Paul has seen many trials and harsh treatments but he continues his travels to Macedonia and Greece.  We are told that he spent considerable time preaching and encouraging.  At one of his late night events, a young boy named Eutychus crawls up in a window, falls asleep and plummets 3 stories to his death. That surely brought the meeting to a standstill as the tragedy would have been a very upsetting event. “But Paul went down and bent over him, and taking him in his arms, said, “Do not be alarmed, for his life is in him.”” (V10) The boy's life is restored and Paul is undeterred in continuing to fellowship with and encourage those around him.  In fact, the meeting continues until daybreak. And then Paul departed to continue his travels.

How wonderful it must have been to be at one of those events where the apostle Paul, who had seen the risen Savior firsthand, was present to teach and edify. I imagine the stories of his trials and the persevering dedication he exemplified served to keep his name a topic of many conversations. He was greatly loved and admired and he was also greatly despised and hated.
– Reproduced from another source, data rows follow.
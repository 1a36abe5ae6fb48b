//! HMAC-SHA256 signed bearer tokens.
//!
//! Implements `TokenIssuer` from `ragrelay-core`. A token is
//! `base64url(claims JSON) . base64url(HMAC-SHA256 over the encoded
//! claims)`. Verification is constant-time via the hmac crate's
//! `verify_slice`.
//!
//! Policy: tokens are long-lived (24 h default, configurable) and there
//! is no refresh flow. Claims carry only `{sub, iat, exp}`.

use base64::engine::general_purpose::URL_SAFE_NO_PAD;
use base64::Engine as _;
use chrono::Utc;
use hmac::{Hmac, Mac};
use secrecy::{ExposeSecret, SecretString};
use sha2::Sha256;

use ragrelay_core::identity::service::TokenIssuer;
use ragrelay_types::error::AuthError;
use ragrelay_types::identity::TokenClaims;

type HmacSha256 = Hmac<Sha256>;

/// HMAC-SHA256-backed implementation of `TokenIssuer`.
///
/// The signing secret never appears in Debug output (the struct does
/// not derive Debug, and the key is a `SecretString`).
pub struct HmacTokenSigner {
    secret: SecretString,
    ttl_secs: u64,
}

impl HmacTokenSigner {
    /// Create a signer with the given secret and token lifetime.
    pub fn new(secret: SecretString, ttl_secs: u64) -> Self {
        Self { secret, ttl_secs }
    }

    fn mac(&self) -> Result<HmacSha256, AuthError> {
        HmacSha256::new_from_slice(self.secret.expose_secret().as_bytes())
            .map_err(|e| AuthError::TokenSigning(e.to_string()))
    }
}

impl TokenIssuer for HmacTokenSigner {
    fn issue(&self, username: &str) -> Result<String, AuthError> {
        let now = Utc::now().timestamp();
        let ttl = i64::try_from(self.ttl_secs).unwrap_or(i64::MAX);
        let claims = TokenClaims {
            sub: username.to_string(),
            iat: now,
            exp: now.saturating_add(ttl),
        };

        let payload = URL_SAFE_NO_PAD.encode(
            serde_json::to_vec(&claims).map_err(|e| AuthError::TokenSigning(e.to_string()))?,
        );

        let mut mac = self.mac()?;
        mac.update(payload.as_bytes());
        let signature = URL_SAFE_NO_PAD.encode(mac.finalize().into_bytes());

        Ok(format!("{payload}.{signature}"))
    }

    fn verify(&self, token: &str) -> Result<TokenClaims, AuthError> {
        let (payload, signature) = token.split_once('.').ok_or(AuthError::InvalidToken)?;

        let signature_bytes = URL_SAFE_NO_PAD
            .decode(signature)
            .map_err(|_| AuthError::InvalidToken)?;

        let mut mac = self.mac()?;
        mac.update(payload.as_bytes());
        mac.verify_slice(&signature_bytes)
            .map_err(|_| AuthError::InvalidToken)?;

        let claims_bytes = URL_SAFE_NO_PAD
            .decode(payload)
            .map_err(|_| AuthError::InvalidToken)?;
        let claims: TokenClaims =
            serde_json::from_slice(&claims_bytes).map_err(|_| AuthError::InvalidToken)?;

        if claims.exp <= Utc::now().timestamp() {
            return Err(AuthError::InvalidToken);
        }

        Ok(claims)
    }
}
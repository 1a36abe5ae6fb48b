//! Chat endpoints: send a message, list conversations, read messages.
//!
//! The send contract echoes the conversation id back as a JSON number
//! (`conversationId`) but tolerates clients that send it as a numeric
//! string. The `citation` field of the response is the serialized
//! citation object, or `null` when the answer carried no marker.

use axum::extract::{Path, State};
use serde::{Deserialize, Deserializer, Serialize};

use ragrelay_types::chat::{Citation, Conversation, Message};

use crate::http::error::AppError;
use crate::http::extractors::auth::CurrentUser;
use crate::http::extractors::json::Json;
use crate::state::AppState;

#[derive(Debug, Deserialize)]
pub struct SendRequest {
    pub message: String,
    #[serde(
        rename = "conversationId",
        default,
        deserialize_with = "deserialize_conversation_id"
    )]
    pub conversation_id: Option<i64>,
}

#[derive(Debug, Serialize)]
pub struct SendResponse {
    pub response: String,
    #[serde(rename = "conversationId")]
    pub conversation_id: i64,
    pub citation: Option<String>,
}

/// Accept the conversation id as a JSON number, a numeric string, or
/// null/absent.
fn deserialize_conversation_id<'de, D>(deserializer: D) -> Result<Option<i64>, D::Error>
where
    D: Deserializer<'de>,
{
    #[derive(Deserialize)]
    #[serde(untagged)]
    enum IdRepr {
        Number(i64),
        Text(String),
    }

    match Option::<IdRepr>::deserialize(deserializer)? {
        None => Ok(None),
        Some(IdRepr::Number(id)) => Ok(Some(id)),
        Some(IdRepr::Text(s)) => {
            let trimmed = s.trim();
            if trimmed.is_empty() {
                return Ok(None);
            }
            trimmed.parse::<i64>().map(Some).map_err(|_| {
                serde::de::Error::custom(format!("conversationId is not numeric: '{s}'"))
            })
        }
    }
}

/// Formatter that writes a space after `:` and `,`, so the rendered
/// citation matches the upstream contract's fixed literal byte for byte.
struct SpacedFormatter;

impl serde_json::ser::Formatter for SpacedFormatter {
    fn begin_object_key<W>(&mut self, writer: &mut W, first: bool) -> std::io::Result<()>
    where
        W: ?Sized + std::io::Write,
    {
        if !first {
            writer.write_all(b", ")?;
        }
        Ok(())
    }

    fn begin_object_value<W>(&mut self, writer: &mut W) -> std::io::Result<()>
    where
        W: ?Sized + std::io::Write,
    {
        writer.write_all(b": ")
    }
}

/// Render a citation as the wire string carried in the send response.
fn citation_wire_string(citation: &Citation) -> Result<String, AppError> {
    let mut buf = Vec::new();
    let mut serializer = serde_json::Serializer::with_formatter(&mut buf, SpacedFormatter);
    citation
        .serialize(&mut serializer)
        .map_err(|e| AppError::Internal(format!("citation serialization: {e}")))?;
    String::from_utf8(buf).map_err(|e| AppError::Internal(format!("citation serialization: {e}")))
}

/// POST /api/chat/send - Run one chat turn against the RAG provider.
pub async fn send(
    State(state): State<AppState>,
    CurrentUser(user): CurrentUser,
    Json(request): Json<SendRequest>,
) -> Result<axum::Json<SendResponse>, AppError> {
    let turn = state
        .chat_service
        .send(&user, &request.message, request.conversation_id)
        .await?;

    let citation = turn
        .citation
        .as_ref()
        .map(citation_wire_string)
        .transpose()?;

    Ok(axum::Json(SendResponse {
        response: turn.answer,
        conversation_id: turn.conversation_id,
        citation,
    }))
}

/// GET /api/chat/history - List the caller's conversations, newest first.
pub async fn history(
    State(state): State<AppState>,
    CurrentUser(user): CurrentUser,
) -> Result<axum::Json<Vec<Conversation>>, AppError> {
    let conversations = state.chat_service.history(&user).await?;
    Ok(axum::Json(conversations))
}

/// GET /api/chat/{id}/messages - Ordered messages of one conversation.
///
/// Returns 404 for conversations that do not exist or belong to
/// another user; the two cases are indistinguishable to the caller.
pub async fn messages(
    State(state): State<AppState>,
    CurrentUser(user): CurrentUser,
    Path(conversation_id): Path<i64>,
) -> Result<axum::Json<Vec<Message>>, AppError> {
    let messages = state.chat_service.messages(&user, conversation_id).await?;
    Ok(axum::Json(messages))
}

#[cfg(test)]
mod tests {
    use super::*;

    #[test]
    fn test_send_request_id_as_number() {
        let request: SendRequest =
            serde_json::from_str(r#"{"message": "hi", "conversationId": 42}"#).unwrap();
        assert_eq!(request.conversation_id, Some(42));
    }

    #[test]
    fn test_send_request_id_as_numeric_string() {
        let request: SendRequest =
            serde_json::from_str(r#"{"message": "hi", "conversationId": "42"}"#).unwrap();
        assert_eq!(request.conversation_id, Some(42));
    }

    #[test]
    fn test_send_request_id_absent_or_null() {
        let absent: SendRequest = serde_json::from_str(r#"{"message": "hi"}"#).unwrap();
        assert_eq!(absent.conversation_id, None);

        let null: SendRequest =
            serde_json::from_str(r#"{"message": "hi", "conversationId": null}"#).unwrap();
        assert_eq!(null.conversation_id, None);

        let empty: SendRequest =
            serde_json::from_str(r#"{"message": "hi", "conversationId": ""}"#).unwrap();
        assert_eq!(empty.conversation_id, None);
    }

    #[test]
    fn test_send_request_rejects_non_numeric_string() {
        let result = serde_json::from_str::<SendRequest>(
            r#"{"message": "hi", "conversationId": "forty-two"}"#,
        );
        assert!(result.is_err());
    }

    #[test]
    fn test_citation_wire_string_matches_contract_literal() {
        let rendered = citation_wire_string(&Citation::placeholder()).unwrap();
        assert_eq!(
            rendered,
            r#"{"source": "Document A", "text": "Original text..."}"#
        );
    }

    #[test]
    fn test_send_response_shape() {
        let response = SendResponse {
            response: "answer".to_string(),
            conversation_id: 7,
            citation: Some(r#"{"source": "Document A", "text": "Original text..."}"#.to_string()),
        };
        let json = serde_json::to_value(&response).unwrap();
        assert_eq!(json["response"], "answer");
        assert_eq!(json["conversationId"], 7);
        assert!(json["citation"].is_string());
    }

    #[test]
    fn test_send_response_citation_null_when_absent() {
        let response = SendResponse {
            response: "answer".to_string(),
            conversation_id: 7,
            citation: None,
        };
        let json = serde_json::to_value(&response).unwrap();
        assert!(json["citation"].is_null());
    }
}
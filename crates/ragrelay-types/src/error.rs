use thiserror::Error;

/// Errors from the authentication flow.
#[derive(Debug, Error)]
pub enum AuthError {
    #[error("incorrect username or password")]
    InvalidCredentials,

    #[error("username '{0}' is already taken")]
    UsernameTaken(String),

    #[error("invalid or expired token")]
    InvalidToken,

    #[error("invalid input: {0}")]
    InvalidInput(String),

    #[error("credential hashing error: {0}")]
    Hash(String),

    #[error("token signing error: {0}")]
    TokenSigning(String),

    #[error("storage error: {0}")]
    Repository(#[from] RepositoryError),
}

/// Errors from the chat orchestration flow.
#[derive(Debug, Error)]
pub enum ChatError {
    #[error("message text must not be empty")]
    EmptyMessage,

    #[error("conversation not found")]
    ConversationNotFound,

    #[error(transparent)]
    Provider(#[from] ProviderError),

    #[error("storage error: {0}")]
    Repository(#[from] RepositoryError),
}

/// Errors from the outbound RAG provider call.
///
/// Deliberately a single kind: callers treat any provider failure the
/// same way and never retry.
#[derive(Debug, Error)]
pub enum ProviderError {
    #[error("provider unavailable: {0}")]
    Unavailable(String),
}

/// Errors from repository operations (used by trait definitions in ragrelay-core).
#[derive(Debug, Error)]
pub enum RepositoryError {
    #[error("database connection error")]
    Connection,

    #[error("query error: {0}")]
    Query(String),

    #[error("entity not found")]
    NotFound,

    #[error("conflict: {0}")]
    Conflict(String),
}
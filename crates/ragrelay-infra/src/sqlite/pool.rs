//! SQLite connection handling.
//!
//! One writer connection and a small pool of readers, both in WAL
//! journal mode. WAL lets reads proceed while a chat turn is being
//! persisted, and the single writer serializes inserts so concurrent
//! sends never contend on the write lock.

use std::str::FromStr;
use std::time::Duration;

use sqlx::sqlite::{SqliteConnectOptions, SqliteJournalMode, SqlitePool, SqlitePoolOptions};

/// Read connections for concurrent SELECTs. A chat turn issues only a
/// handful of lookups, so a small pool is plenty.
const MAX_READERS: u32 = 4;

/// How long a connection waits on a locked database before failing.
const BUSY_TIMEOUT: Duration = Duration::from_secs(5);

/// Paired reader/writer pools over one SQLite database file.
#[derive(Clone)]
pub struct DatabasePool {
    pub reader: SqlitePool,
    pub writer: SqlitePool,
}

impl DatabasePool {
    /// Open the database, apply pending migrations, and return the
    /// pool pair.
    ///
    /// The writer connects and migrates first; readers are opened
    /// read-only afterwards so they never observe a partially migrated
    /// schema. Foreign keys are enforced on every connection.
    pub async fn new(database_url: &str) -> Result<Self, sqlx::Error> {
        let options = SqliteConnectOptions::from_str(database_url)?
            .journal_mode(SqliteJournalMode::Wal)
            .foreign_keys(true)
            .busy_timeout(BUSY_TIMEOUT)
            .create_if_missing(true);

        let writer = SqlitePoolOptions::new()
            .max_connections(1)
            .connect_with(options.clone())
            .await?;

        sqlx::migrate!("../../migrations").run(&writer).await?;

        let reader = SqlitePoolOptions::new()
            .max_connections(MAX_READERS)
            .connect_with(options.read_only(true))
            .await?;

        Ok(Self { reader, writer })
    }
}

/// Returns the data directory from `RAGRELAY_DATA_DIR`, falling back to
/// `~/.ragrelay`.
pub fn default_data_dir() -> std::path::PathBuf {
    std::env::var("RAGRELAY_DATA_DIR")
        .map(std::path::PathBuf::from)
        .unwrap_or_else(|_| {
            let home = std::env::var("HOME").unwrap_or_else(|_| ".".to_string());
            std::path::PathBuf::from(home).join(".ragrelay")
        })
}

#[cfg(test)]
mod tests {
    use super::*;

    async fn open_pool() -> DatabasePool {
        let dir = tempfile::tempdir().unwrap();
        let url = format!(
            "sqlite://{}?mode=rwc",
            dir.path().join("relay.db").display()
        );
        std::mem::forget(dir);
        DatabasePool::new(&url).await.unwrap()
    }

    #[tokio::test]
    async fn test_migrations_create_schema() {
        let pool = open_pool().await;

        for table in ["users", "conversations", "messages"] {
            let found: Option<(String,)> = sqlx::query_as(
                "SELECT name FROM sqlite_master WHERE type = 'table' AND name = ?",
            )
            .bind(table)
            .fetch_optional(&pool.reader)
            .await
            .unwrap();
            assert!(found.is_some(), "missing table {table}");
        }
    }

    #[tokio::test]
    async fn test_wal_and_foreign_keys_enabled() {
        let pool = open_pool().await;

        let journal: (String,) = sqlx::query_as("PRAGMA journal_mode")
            .fetch_one(&pool.writer)
            .await
            .unwrap();
        assert_eq!(journal.0.to_lowercase(), "wal");

        let fk: (i64,) = sqlx::query_as("PRAGMA foreign_keys")
            .fetch_one(&pool.writer)
            .await
            .unwrap();
        assert_eq!(fk.0, 1);
    }

    #[tokio::test]
    async fn test_reader_pool_rejects_writes() {
        let pool = open_pool().await;

        let result = sqlx::query(
            r#"INSERT INTO users (id, username, password_hash, created_at)
               VALUES ('u1', 'alice', 'hash', '2026-01-01T00:00:00Z')"#,
        )
        .execute(&pool.reader)
        .await;
        assert!(result.is_err(), "reader connections must be read-only");
    }

    #[test]
    fn test_default_data_dir_fallback() {
        if std::env::var("RAGRELAY_DATA_DIR").is_err() {
            assert!(default_data_dir().ends_with(".ragrelay"));
        }
    }
}
//! Shared domain types for Ragrelay.
//!
//! This crate holds the data model (users, conversations, messages),
//! the error taxonomy, and configuration types. It has no I/O and no
//! dependency on the other workspace crates.

pub mod chat;
pub mod config;
pub mod error;
pub mod identity;
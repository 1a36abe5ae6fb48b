pub mod auth;
pub mod chat;
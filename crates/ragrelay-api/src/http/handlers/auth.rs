//! Authentication endpoints: login and registration.

use axum::extract::State;
use serde::{Deserialize, Serialize};

use ragrelay_types::identity::{User, UserRole};

use crate::http::error::AppError;
use crate::http::extractors::json::Json;
use crate::state::AppState;

#[derive(Debug, Deserialize)]
pub struct LoginRequest {
    pub username: String,
    pub password: String,
}

#[derive(Debug, Serialize)]
pub struct LoginResponse {
    pub token: String,
}

/// POST /api/auth/login - Verify credentials and issue a bearer token.
pub async fn login(
    State(state): State<AppState>,
    Json(request): Json<LoginRequest>,
) -> Result<axum::Json<LoginResponse>, AppError> {
    let token = state
        .auth_service
        .login(&request.username, &request.password)
        .await?;
    Ok(axum::Json(LoginResponse { token }))
}

#[derive(Debug, Deserialize)]
pub struct RegisterRequest {
    pub username: String,
    pub password: String,
    #[serde(default)]
    pub roles: Vec<UserRole>,
}

/// POST /api/auth/register - Create a new user account.
///
/// The `User` serialization never includes the password hash.
pub async fn register(
    State(state): State<AppState>,
    Json(request): Json<RegisterRequest>,
) -> Result<axum::Json<User>, AppError> {
    let user = state
        .auth_service
        .register(&request.username, &request.password, request.roles)
        .await?;
    Ok(axum::Json(user))
}
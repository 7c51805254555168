//! The RPC server: registered methods, a set of TCP/UDP acceptors, and the
//! worker pool every accepted session's dispatch work runs on
//! (`SPEC_FULL.md` §4.7–§4.9).

pub mod dispatch;
pub mod executor;

use std::collections::HashMap;
use std::sync::atomic::{AtomicU64, Ordering};
use std::sync::{Arc, Mutex};

use crate::config::ServerConfig;
use crate::error::Result;
use crate::transport::tcp::{TcpAcceptor, TcpSession};
use crate::transport::udp::UdpAcceptor;
use crate::worker_pool::WorkerPool;
use dispatch::Registry;
use executor::Executor;

/// Opaque identifier for a live TCP session, used by the session set.
#[derive(Debug, Clone, Copy, PartialEq, Eq, Hash, PartialOrd, Ord)]
pub struct SessionId(u64);

/// Builds a [`Server`]: register methods, then bind every acceptor named
/// in the config.
pub struct ServerBuilder {
    registry: Registry,
    config: ServerConfig,
}

impl ServerBuilder {
    pub fn new(config: ServerConfig) -> Result<Self> {
        config.validate()?;
        Ok(ServerBuilder {
            registry: HashMap::new(),
            config,
        })
    }

    /// Register an executor (built via [`executor::handler0`]..
    /// [`executor::handler4`]) under `name`. Registering the same name
    /// twice replaces the previous executor.
    pub fn register(mut self, name: impl Into<String>, executor: Box<dyn Executor>) -> Self {
        self.registry.insert(name.into(), executor);
        self
    }

    /// Bind every configured acceptor and return a runnable [`Server`].
    #[tracing::instrument(skip(self))]
    pub async fn build(self) -> Result<Server> {
        let pool = WorkerPool::new(self.config.num_threads)
            .map_err(|source| crate::error::Error::UnexpectedError(format!(
                "failed to start worker pool: {source}"
            )))?;

        let mut tcp_acceptors = Vec::with_capacity(self.config.tcp_acceptors.len());
        for cfg in &self.config.tcp_acceptors {
            let factory = cfg.compression.streaming_factory()?;
            tcp_acceptors.push(
                TcpAcceptor::bind(cfg.addr(), factory, cfg.streaming_min_buf_size).await?,
            );
        }

        let mut udp_acceptors = Vec::with_capacity(self.config.udp_acceptors.len());
        for cfg in &self.config.udp_acceptors {
            let codec = cfg.compression.non_streaming_codec()?;
            udp_acceptors.push(UdpAcceptor::bind(cfg.addr(), codec, cfg.datagram_buf_size).await?);
        }

        Ok(Server {
            registry: Arc::new(self.registry),
            pool,
            tcp_acceptors,
            udp_acceptors,
            sessions: Arc::new(Mutex::new(HashMap::new())),
            next_session_id: AtomicU64::new(0),
        })
    }
}

/// A running (once `run()` is called) RPC server: bound acceptors, the
/// method registry, and the worker pool all dispatch work executes on.
pub struct Server {
    registry: Arc<Registry>,
    pool: Arc<WorkerPool>,
    tcp_acceptors: Vec<TcpAcceptor>,
    udp_acceptors: Vec<UdpAcceptor>,
    sessions: Arc<Mutex<HashMap<SessionId, TcpSession>>>,
    next_session_id: AtomicU64,
}

impl Server {
    /// The bound local address of the `n`th TCP acceptor, useful in tests
    /// that bind to port 0 and need the OS-assigned port.
    pub fn tcp_local_addr(&self, n: usize) -> std::io::Result<std::net::SocketAddr> {
        self.tcp_acceptors[n].local_addr()
    }

    pub fn udp_local_addr(&self, n: usize) -> std::io::Result<std::net::SocketAddr> {
        self.udp_acceptors[n].local_addr()
    }

    /// Run every acceptor's accept loop concurrently. Each keeps exactly
    /// one `accept()` outstanding (§4.7): a session is registered, a read
    /// loop spawned for it, and the next accept is issued immediately.
    /// Returns once every acceptor loop exits (normally only on a bind
    /// error surfacing through one of them, since `TcpListener::accept`
    /// otherwise runs forever).
    #[tracing::instrument(skip(self))]
    pub async fn run(self: Arc<Self>) -> Result<()> {
        self.pool.start();

        let mut tasks = Vec::new();
        for index in 0..self.tcp_acceptors.len() {
            let this = self.clone();
            tasks.push(tokio::spawn(async move { this.run_tcp_acceptor(index).await }));
        }
        for index in 0..self.udp_acceptors.len() {
            let this = self.clone();
            tasks.push(tokio::spawn(async move { this.run_udp_acceptor(index).await }));
        }

        for task in tasks {
            let _ = task.await;
        }
        Ok(())
    }

    async fn run_tcp_acceptor(&self, index: usize) {
        loop {
            match self.tcp_acceptors[index].accept().await {
                Ok((session, reader)) => {
                    let id = SessionId(self.next_session_id.fetch_add(1, Ordering::Relaxed));
                    self.sessions
                        .lock()
                        .expect("session set mutex poisoned")
                        .insert(id, session.clone());

                    let registry = self.registry.clone();
                    let pool = self.pool.clone();
                    let sessions = self.sessions.clone();
                    tokio::spawn(async move {
                        dispatch::run_tcp_session(session, reader, registry, pool).await;
                        sessions.lock().expect("session set mutex poisoned").remove(&id);
                    });
                }
                Err(e) => {
                    tracing::warn!(error = %e, "accept failed; re-arming");
                }
            }
        }
    }

    async fn run_udp_acceptor(&self, index: usize) {
        loop {
            match self.udp_acceptors[index].accept().await {
                Ok(pseudo_session) => {
                    let registry = self.registry.clone();
                    let pool = self.pool.clone();
                    tokio::spawn(async move {
                        dispatch::run_udp_pseudo_session(pseudo_session, registry, pool).await;
                    });
                }
                Err(e) => {
                    tracing::warn!(error = %e, "accept failed; re-arming");
                }
            }
        }
    }

    /// Number of sessions currently tracked as live TCP peers.
    pub fn live_session_count(&self) -> usize {
        self.sessions.lock().expect("session set mutex poisoned").len()
    }

    pub fn stop(&self) {
        self.pool.stop();
    }
}

#[cfg(test)]
mod tests {
    use super::*;
    use crate::config::TcpAcceptorConfig;
    use crate::server::executor::handler1;
    use rmpv::Value;

    fn local_config() -> ServerConfig {
        ServerConfig {
            num_threads: 2,
            tcp_acceptors: vec![TcpAcceptorConfig {
                host: "127.0.0.1".into(),
                port: 0,
                compression: crate::config::CompressionConfig::None,
                streaming_min_buf_size: 1024,
            }],
            udp_acceptors: vec![],
        }
    }

    #[tokio::test]
    async fn echo_request_round_trips_over_tcp() {
        let server = ServerBuilder::new(local_config())
            .unwrap()
            .register("echo", handler1(|s: String| async move { Ok::<_, String>(s) }))
            .build()
            .await
            .unwrap();
        let server = Arc::new(server);
        let addr = server.tcp_local_addr(0).unwrap();
        let running = tokio::spawn(server.clone().run());

        let factory: Arc<dyn crate::codec::StreamingCodecFactory> =
            Arc::new(crate::codec::identity::IdentityCodecFactory);
        let connector = crate::transport::tcp::TcpConnector::new(addr.to_string(), factory, 1024);
        let (session, mut reader) = connector.connect().await.unwrap();

        let request = crate::message::pack_request(0, "echo", vec![Value::from("abc")]);
        session.write_message(request).await.unwrap();
        let raw = reader.read_message().await.unwrap();
        match crate::message::Message::decode(raw).unwrap() {
            crate::message::Message::Response { result, error, .. } => {
                assert_eq!(error, Value::Nil);
                assert_eq!(result, Value::from("abc"));
            }
            other => panic!("expected Response, got {other:?}"),
        }

        server.stop();
        running.abort();
    }
}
But no matter how many plots or misfortunes, Paul remained focused as he told the elders at Ephesus on his primary purpose: “testifying both to Jews and to Greeks of repentance toward God and of faith in our Lord Jesus Christ.” (V 21)

Paul knows that he is getting ready to go into the heat of the battle and yet he is resolved to willingly trust the outcomes to God, no matter the cost. “And now, behold, I am going to Jerusalem, constrained by the Spirit, not knowing what will happen to me there, except that the Holy Spirit testifies to me in every city that imprisonment and afflictions await me. But I do not account my life of any value nor as precious to myself, if only I may finish my course and the ministry that I received from the Lord Jesus, to testify to the gospel of the grace of God.” (V 22-24)

Many tears are shed as Paul informs this church at Ephesus that they will never see his face again.  His final words are to encourage them to persevere and remain faithful.  
“Pay careful attention to yourselves and to all the flock, in which the Holy Spirit has made you overseers, to care for the church of God, which he obtained with his own blood. I know that after my departure fierce wolves will come in among you, not sparing the flock; and from among your own selves will arise men speaking twisted things, to draw away the disciples after them. Therefore be alert, remembering that for three years I did not cease night or day to admonish every one with tears.” (V28-31)

These final words to the elders hold relevance for the church today. Each of us can continue today in being alert and ministering to each other. Paul set an example during his life of prioritizing spiritual riches and rewards over worldly gain. He lived to serve and bless others.  He reminds us “In all things I have shown you that by working hard in this way we must help the weak and remember the words of the Lord Jesus, how he himself said, ‘It is more blessed to give than to receive.’ ”” (v35)

Are you encouraged by the example of Paul as he endured trials and sought to spread the Good News of Christ to as many as he could encounter. Are you encouraged to trust the outcomes of your life to God and go where his Spirit leads you, no matter the cost? Are you focused like Paul on finishing the course and encouraging others to do the same?